Dataset entries:
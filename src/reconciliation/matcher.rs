//! Ranking ledger postings that a bank record could be reconciled to

use std::cmp::Ordering;

use bigdecimal::BigDecimal;

use super::ReconcileTarget;
use crate::types::*;

/// A posting a pending record could be reconciled against
#[derive(Debug, Clone, PartialEq, Eq)]
pub struct Candidate {
    /// Position of the entry in the loaded ledger (file order)
    pub entry_index: usize,
    /// Position of the posting at the target account within the entry
    pub posting_index: usize,
    /// Days between the record date and the entry date
    pub day_distance: i64,
    /// Whether the posting amount has the same sign as the record amount
    pub same_sign: bool,
}

impl Candidate {
    fn rank(&self, other: &Self) -> Ordering {
        self.day_distance
            .cmp(&other.day_distance)
            .then_with(|| other.same_sign.cmp(&self.same_sign))
            .then_with(|| self.entry_index.cmp(&other.entry_index))
            .then_with(|| self.posting_index.cmp(&other.posting_index))
    }
}

/// Finds reconciliation candidates for one record at a time
///
/// A posting is eligible when it sits on the target account, carries no
/// `rec` marker, and has the same absolute amount as the record. Entries
/// already reconciled through entry-level `account`/`id` metadata are never
/// offered. Candidates are ordered by date distance, then postings whose
/// sign agrees with the record, then ledger order.
#[derive(Debug, Clone)]
pub struct Matcher<'a> {
    target: &'a ReconcileTarget,
    window_days: Option<i64>,
}

impl<'a> Matcher<'a> {
    pub fn new(target: &'a ReconcileTarget) -> Self {
        Self {
            target,
            window_days: None,
        }
    }

    /// Only consider entries dated within `days` of the record
    pub fn with_window(mut self, days: Option<i64>) -> Self {
        self.window_days = days;
        self
    }

    /// Candidates for `record`, best first
    pub fn candidates(&self, record: &TransactionRecord, entries: &[LedgerEntry]) -> Vec<Candidate> {
        let magnitude = record.magnitude();
        let zero = BigDecimal::from(0);
        let record_negative = record.amount < zero;

        let mut found = Vec::new();
        for (entry_index, entry) in entries.iter().enumerate() {
            if self.has_entry_level_marker(entry) {
                continue;
            }

            let day_distance = (entry.date - record.date).num_days().abs();
            if self.window_days.is_some_and(|window| day_distance > window) {
                continue;
            }

            for (posting_index, posting) in entry.postings.iter().enumerate() {
                if posting.account != self.target.account
                    || posting.is_reconciled()
                    || posting.amount.abs() != magnitude
                {
                    continue;
                }
                found.push(Candidate {
                    entry_index,
                    posting_index,
                    day_distance,
                    same_sign: (posting.amount < zero) == record_negative,
                });
            }
        }

        found.sort_by(Candidate::rank);
        tracing::debug!(
            record = %record.id,
            candidates = found.len(),
            "matched ledger postings"
        );
        found
    }

    fn has_entry_level_marker(&self, entry: &LedgerEntry) -> bool {
        match (&entry.meta.account, &entry.meta.id) {
            (Some(account), Some(_)) => {
                *account == self.target.account
                    || Some(account.as_str()) == self.target.statement_account.as_deref()
            }
            _ => false,
        }
    }
}

/// Set the `rec` marker on a candidate posting
///
/// Fails if the posting does not exist or is already reconciled, so a
/// `(account, id)` pair can never mark two postings.
pub fn mark_reconciled(entry: &mut LedgerEntry, posting_index: usize, id: &str) -> ImportResult<()> {
    let posting = entry.postings.get_mut(posting_index).ok_or_else(|| {
        ImportError::Validation(format!("Entry has no posting {}", posting_index + 1))
    })?;
    if let Some(existing) = &posting.meta.rec {
        return Err(ImportError::Validation(format!(
            "{} is already reconciled to {}",
            posting.account, existing
        )));
    }
    posting.meta.rec = Some(id.to_string());
    Ok(())
}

Brief.
Every line with "within" in it should be copied from the entries above.

Finished task.
    /// Position of the posting at the target account within the entry
    /// Only consider entries dated within `days` of the record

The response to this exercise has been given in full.